On 05-03-17 17:41, elmeras2000 wrote:
> As far as I can see the original quantity of the vowel is not
> determinable. It could have been long from the outset. I am not
> saying it was, but using it in evidence presupposes knowledge of its
> being originally short, knowledge I cannot see we have.
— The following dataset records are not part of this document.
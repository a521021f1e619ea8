//! jobharvest - job listing acquisition from job-board search pages.

use tracing_subscriber::{layer::SubscriberExt, util::SubscriberInitExt};

use jobharvest::cli;

#[tokio::main]
async fn main() -> anyhow::Result<()> {
    // Load .env file if present (before anything else)
    let _ = dotenvy::dotenv();

    let default_filter = if cli::is_verbose() {
        "jobharvest=debug"
    } else {
        "jobharvest=info"
    };

    tracing_subscriber::registry()
        .with(
            tracing_subscriber::EnvFilter::try_from_default_env()
                .unwrap_or_else(|_| default_filter.into()),
        )
        .with(tracing_subscriber::fmt::layer())
        .init();

    cli::run().await
}
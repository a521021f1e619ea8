//! Data models for jobharvest.

mod job;
mod search;

pub use job::{now_local, stable_id, Enrichment, JobRecord, SCRAPED_AT_FORMAT};
pub use search::SearchConfig;
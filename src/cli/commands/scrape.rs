//! Scrape command: one cycle, or a daemon loop of cycles.

use std::sync::Arc;
use std::time::Duration;

use console::style;
use tokio_util::sync::CancellationToken;

use crate::config::Settings;
use crate::models::SearchConfig;
use crate::output::Sinks;
use crate::scrapers::pacing::pause;
use crate::scrapers::{
    CycleReport, Driver, DriverOptions, Fetcher, Jitter, RateLimitConfig, RateLimiter,
    ReqwestTransport, SiteTable,
};

/// Cancel `token` on Ctrl-C so sleeps and fetches stop promptly.
fn cancel_on_ctrl_c(token: CancellationToken) {
    tokio::spawn(async move {
        if tokio::signal::ctrl_c().await.is_ok() {
            tracing::warn!("Interrupted, finishing current cycle with partial results");
            token.cancel();
        }
    });
}

pub async fn cmd_scrape(settings: Settings, search: SearchConfig) -> anyhow::Result<()> {
    settings.validate()?;
    let table = SiteTable::load_or_builtin(settings.sites_path.as_deref())?;
    let sites = table.select(search.target_site.as_deref())?;
    let sinks = Sinks::from_settings(&settings)?;

    let cancel = CancellationToken::new();
    cancel_on_ctrl_c(cancel.clone());

    let jitter = Jitter::new(settings.seed);
    let limiter = RateLimiter::new(RateLimitConfig::for_sites(&sites), jitter.clone());
    let transport = Arc::new(ReqwestTransport::new(
        settings.request_timeout,
        settings.connect_timeout,
    )?);
    let fetcher = Fetcher::new(transport, limiter.clone(), jitter, cancel.clone())
        .with_debug_dir(settings.debug_dir.clone());
    let options = DriverOptions {
        max_jobs: settings.max_jobs,
        ..Default::default()
    };
    let driver = Driver::from_sites(sites, fetcher, settings.max_retries, options);

    println!(
        "{} Searching for {:?} in {:?} on {}",
        style("→").cyan(),
        search.job_title,
        search.location,
        driver.sites().join(", ")
    );
    if settings.interval_hours > 0 {
        println!(
            "{} Running every {}h (Ctrl-C to stop)",
            style("→").cyan(),
            settings.interval_hours
        );
    }

    let mut cycle = 0u64;
    loop {
        cycle += 1;
        let report = driver.run_cycle(&search).await;
        print_report(cycle, &report);

        let failures = sinks.write_all(&report.records).await;
        if failures > 0 {
            println!("{} {} output sink(s) failed", style("!").yellow(), failures);
        }

        for (site, stats) in limiter.all_stats().await {
            tracing::debug!(
                "{}: {} requests, {} blocks, backoff={}, delay={:?}",
                site,
                stats.total_requests,
                stats.block_hits,
                stats.in_backoff,
                stats.current_delay
            );
        }

        if report.cancelled || settings.interval_hours == 0 {
            break;
        }

        println!(
            "{} Sleeping for {}h before next cycle...",
            style("→").dim(),
            settings.interval_hours
        );
        let interval = Duration::from_secs(settings.interval_hours * 3600);
        if pause(interval, &cancel).await.is_err() {
            break;
        }
    }

    Ok(())
}

fn print_report(cycle: u64, report: &CycleReport) {
    println!("\n{} Cycle {}", style("●").cyan(), cycle);
    for site in &report.sites {
        let mark = if site.errors == 0 {
            style("✓").green()
        } else {
            style("!").yellow()
        };
        println!(
            "  {} {:<15} {:>4} jobs  {:>2} pages  {:>2} errors",
            mark, site.site, site.collected, site.pages, site.errors
        );
    }
    println!(
        "{} {} collected, {} unique{}",
        style("✓").green(),
        report.raw_count,
        report.records.len(),
        if report.cancelled {
            " (interrupted)"
        } else {
            ""
        }
    );
}
//! CSV sink.

use std::path::Path;

use super::{ensure_dir, OutputError};
use crate::models::JobRecord;

pub const CSV_HEADER: [&str; 8] = [
    "Title",
    "Company",
    "Location",
    "Description",
    "Source",
    "Source URL",
    "Scraped At",
    "Skills",
];

/// Separator between skills inside the `Skills` column.
const SKILL_SEPARATOR: &str = "; ";

/// Write `records` with a header row. Fields with commas, quotes or
/// newlines are quoted with inner quotes doubled.
pub fn write_csv(path: &Path, records: &[JobRecord]) -> Result<(), OutputError> {
    if let Some(parent) = path.parent() {
        ensure_dir(parent)?;
    }

    let mut writer = ::csv::Writer::from_path(path)?;
    writer.write_record(CSV_HEADER)?;
    for job in records {
        writer.write_record([
            job.title.as_str(),
            job.company.as_str(),
            job.location.as_str(),
            job.description.as_str(),
            job.site.as_str(),
            job.url.as_deref().unwrap_or_default(),
            job.scraped_at.as_str(),
            job.skills_joined(SKILL_SEPARATOR).as_str(),
        ])?;
    }
    writer.flush().map_err(|source| OutputError::Io {
        path: path.to_path_buf(),
        source,
    })
}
Well, nothing outside Slavic suggests a long vowel, and the environment
in question doesn't seem to favour one (*h2aHgWno-? or some kind of
vr.ddhi applied ad hoc?). I wonder if you understand the peculiarities
of Celtic *ogno- (I don't think I do, if the usual reconstruction is
correct), but the *o, aberrant as it is, at any rate doesn't point to
originally long vocalism.
BTW, OE e:anian- < *auno:jan- 'bear young (of sheep and goats)',
implying PGmc. *auna-, is often quoted (also by Pokorny) to justify the
reconstruction of *gWH rather than *gW (the latter clearly supported by
Greek). My private theory, however, is that *-kWn-, *-gWn- and *-gWHn-
would have produced the same Germanic outcome, first merging as *-gWn-
during the initial stage of Kluge's Law, then losing the velar closure
and becoming *-wn- before the operation of nasal assimilation, thus
escaping the further development to *-ggW- and (finally) *-kkW-. Cf.
Goth. siuns 'sight' *seuni- < *sekW-n-i- (but not via _Vernerian_
*segWni-: Kluge's Law bleeds VL of its input!).